Kenneth Luke Prokopec (born 23 February 1978) is an Australian-born, right-handed pitcher who played in Major League Baseball for the Los Angeles Dodgers and Toronto Blue Jays.

While with the Dodgers in 2000 and 2001, the tandem of Prokopec and fellow Australian Jeff Williams gained considerable popularity in the Los Angeles area. However, the attention was short lived, as both moved on to other franchises.  Prokopec was traded to Toronto on 13 December 2001 with Chad Ricketts in exchange for César Izturis and Paul Quantrill.

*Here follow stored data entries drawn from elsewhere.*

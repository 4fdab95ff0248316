/// ACME directory and its metadata
use serde::{Deserialize, Serialize};
use std::collections::HashMap;

/// Endpoints a directory may advertise
#[derive(Debug, Clone, Copy, PartialEq, Eq)]
pub enum ResourceKind {
    /// Nonce priming endpoint
    NewNonce,
    /// Account creation endpoint
    NewAccount,
    /// Order creation endpoint
    NewOrder,
    /// Pre-authorization endpoint (optional)
    NewAuthz,
    /// Certificate revocation endpoint
    RevokeCert,
    /// Account key rollover endpoint
    KeyChange,
    /// ACME Renewal Information endpoint (optional)
    RenewalInfo,
}

impl ResourceKind {
    /// The directory key for this endpoint
    pub fn as_str(&self) -> &'static str {
        match self {
            ResourceKind::NewNonce => "newNonce",
            ResourceKind::NewAccount => "newAccount",
            ResourceKind::NewOrder => "newOrder",
            ResourceKind::NewAuthz => "newAuthz",
            ResourceKind::RevokeCert => "revokeCert",
            ResourceKind::KeyChange => "keyChange",
            ResourceKind::RenewalInfo => "renewalInfo",
        }
    }
}

impl std::fmt::Display for ResourceKind {
    fn fmt(&self, f: &mut std::fmt::Formatter<'_>) -> std::fmt::Result {
        write!(f, "{}", self.as_str())
    }
}

/// ACME directory response
#[derive(Debug, Clone, Deserialize, Serialize, Default)]
pub struct Directory {
    /// New nonce endpoint
    #[serde(rename = "newNonce")]
    pub new_nonce: Option<String>,

    /// New account endpoint
    #[serde(rename = "newAccount")]
    pub new_account: Option<String>,

    /// New order endpoint
    #[serde(rename = "newOrder")]
    pub new_order: Option<String>,

    /// Pre-authorization endpoint
    #[serde(rename = "newAuthz")]
    pub new_authz: Option<String>,

    /// Revoke certificate endpoint
    #[serde(rename = "revokeCert")]
    pub revoke_cert: Option<String>,

    /// Key change endpoint
    #[serde(rename = "keyChange")]
    pub key_change: Option<String>,

    /// ACME Renewal Information endpoint
    #[serde(rename = "renewalInfo")]
    pub renewal_info: Option<String>,

    /// Directory metadata
    #[serde(skip_serializing_if = "Option::is_none")]
    pub meta: Option<Metadata>,
}

impl Directory {
    /// The URL advertised for the given endpoint, if any
    pub fn url_for(&self, kind: ResourceKind) -> Option<&str> {
        let url = match kind {
            ResourceKind::NewNonce => &self.new_nonce,
            ResourceKind::NewAccount => &self.new_account,
            ResourceKind::NewOrder => &self.new_order,
            ResourceKind::NewAuthz => &self.new_authz,
            ResourceKind::RevokeCert => &self.revoke_cert,
            ResourceKind::KeyChange => &self.key_change,
            ResourceKind::RenewalInfo => &self.renewal_info,
        };
        url.as_deref()
    }
}

/// Directory metadata (`meta` subobject)
#[derive(Debug, Clone, Deserialize, Serialize, Default)]
pub struct Metadata {
    /// Terms of Service URL
    #[serde(rename = "termsOfService")]
    pub terms_of_service: Option<String>,

    /// Website URL
    pub website: Option<String>,

    /// CAA identities recognized by this CA
    #[serde(rename = "caaIdentities")]
    pub caa_identities: Option<Vec<String>>,

    /// Whether account creation requires an external account binding
    #[serde(rename = "externalAccountRequired")]
    pub external_account_required: Option<bool>,

    /// Certificate profiles offered by this CA (name to description)
    pub profiles: Option<HashMap<String, String>>,

    /// Short-term automatic renewal parameters (RFC 8739)
    #[serde(rename = "auto-renewal")]
    pub auto_renewal: Option<serde_json::Value>,
}

impl Metadata {
    /// True if account creation requires an external account binding
    pub fn requires_external_account(&self) -> bool {
        self.external_account_required.unwrap_or(false)
    }

    /// True if the CA advertises auto-renewal support
    pub fn supports_auto_renewal(&self) -> bool {
        self.auto_renewal.is_some()
    }
}
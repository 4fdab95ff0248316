//! # AcmeKit - ACME v2 Protocol Client
//!
//! An async Rust client for ACME v2 servers (RFC 8555): signed JWS
//! transport with anti-replay nonce recovery, resource state machines for
//! accounts, orders, authorizations and challenges, RFC 7807 problem
//! mapping, and pluggable CA providers.
//!
//! ## Quick Start
//!
//! ```rust,no_run
//! use acmekit::prelude::*;
//! use std::sync::Arc;
//!
//! #[tokio::main]
//! async fn main() -> acmekit::Result<()> {
//!     let session = Session::new("acme://letsencrypt.org/staging")?;
//!     let key = Arc::new(EcdsaAccountKey::generate(EcdsaCurve::P256)?);
//!
//!     let account = NewAccount::new()
//!         .with_contact(Contact::email("admin@example.com"))
//!         .agree_to_terms()
//!         .create(&session, key)
//!         .await?;
//!
//!     let mut order = NewOrder::dns(&["example.com"])?
//!         .create(account.login())
//!         .await?;
//!
//!     for mut authorization in order.authorizations().await? {
//!         authorization.load().await?;
//!         // Fulfil a challenge, then trigger and poll it...
//!     }
//!
//!     order.wait_until_ready(&PollOptions::default()).await?;
//!     // order.finalize(&csr_der).await?; ...
//!     Ok(())
//! }
//! ```

// Module declarations
pub mod config;
pub(crate) mod connection;
pub mod crypto;
pub mod error;
pub mod problem;
pub mod protocol;
pub mod provider;
pub mod resource;
pub mod session;
pub mod transport;
pub mod types;

// Re-exports for convenience
pub use config::Config;
pub use crypto::{
    AccountKey, EcdsaAccountKey, EcdsaCurve, Ed25519AccountKey, JwsAlgorithm, KeyAuthorization,
    RsaAccountKey,
};
pub use error::{AcmeError, Result};
pub use problem::Problem;
pub use protocol::{Directory, Jwk, Metadata, ResourceKind};
pub use provider::{AcmeProvider, GenericProvider, LetsEncryptProvider, PebbleProvider, ProviderRegistry};
#[cfg(feature = "zerossl-ca")]
pub use provider::ZeroSslProvider;
pub use resource::{
    Account, Authorization, CertificateChain, Challenge, ChallengeKind, ChallengeRegistry,
    EabCredentials, NewAccount, NewOrder, Order, PollOptions, RevocationRequest,
};
pub use session::{Login, Session, SessionBuilder};
pub use transport::{Backoff, TransportSettings};
pub use types::{
    AccountStatus, AuthorizationStatus, ChallengeStatus, Contact, Identifier, OrderStatus,
    RevocationReason,
};

/// Commonly used types
pub mod prelude {
    pub use crate::crypto::{AccountKey, EcdsaAccountKey, EcdsaCurve};
    pub use crate::error::{AcmeError, Result};
    pub use crate::resource::{
        Account, Authorization, Challenge, NewAccount, NewOrder, Order, PollOptions,
    };
    pub use crate::session::{Login, Session};
    pub use crate::types::{Contact, Identifier};
}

Prokopec's 2002 tenure with the Toronto Blue Jays was unsuccessful, as he went 2-9 and sustained a labral tear injury late in the season. In short order, the Blue Jays granted Prokopec free agency in October 2002.  The Los Angeles Dodgers then signed him that November, but kept him off their 40-man roster, and the Cincinnati Reds subsequently claimed Prokopec from Los Angeles in the Rule 5 Draft in December. However, Prokopec would never throw another pitch (in either the majors or the minors) for any organization—further labral problems occurred, forcing Prokopec's early retirement from professional baseball at the age of 24.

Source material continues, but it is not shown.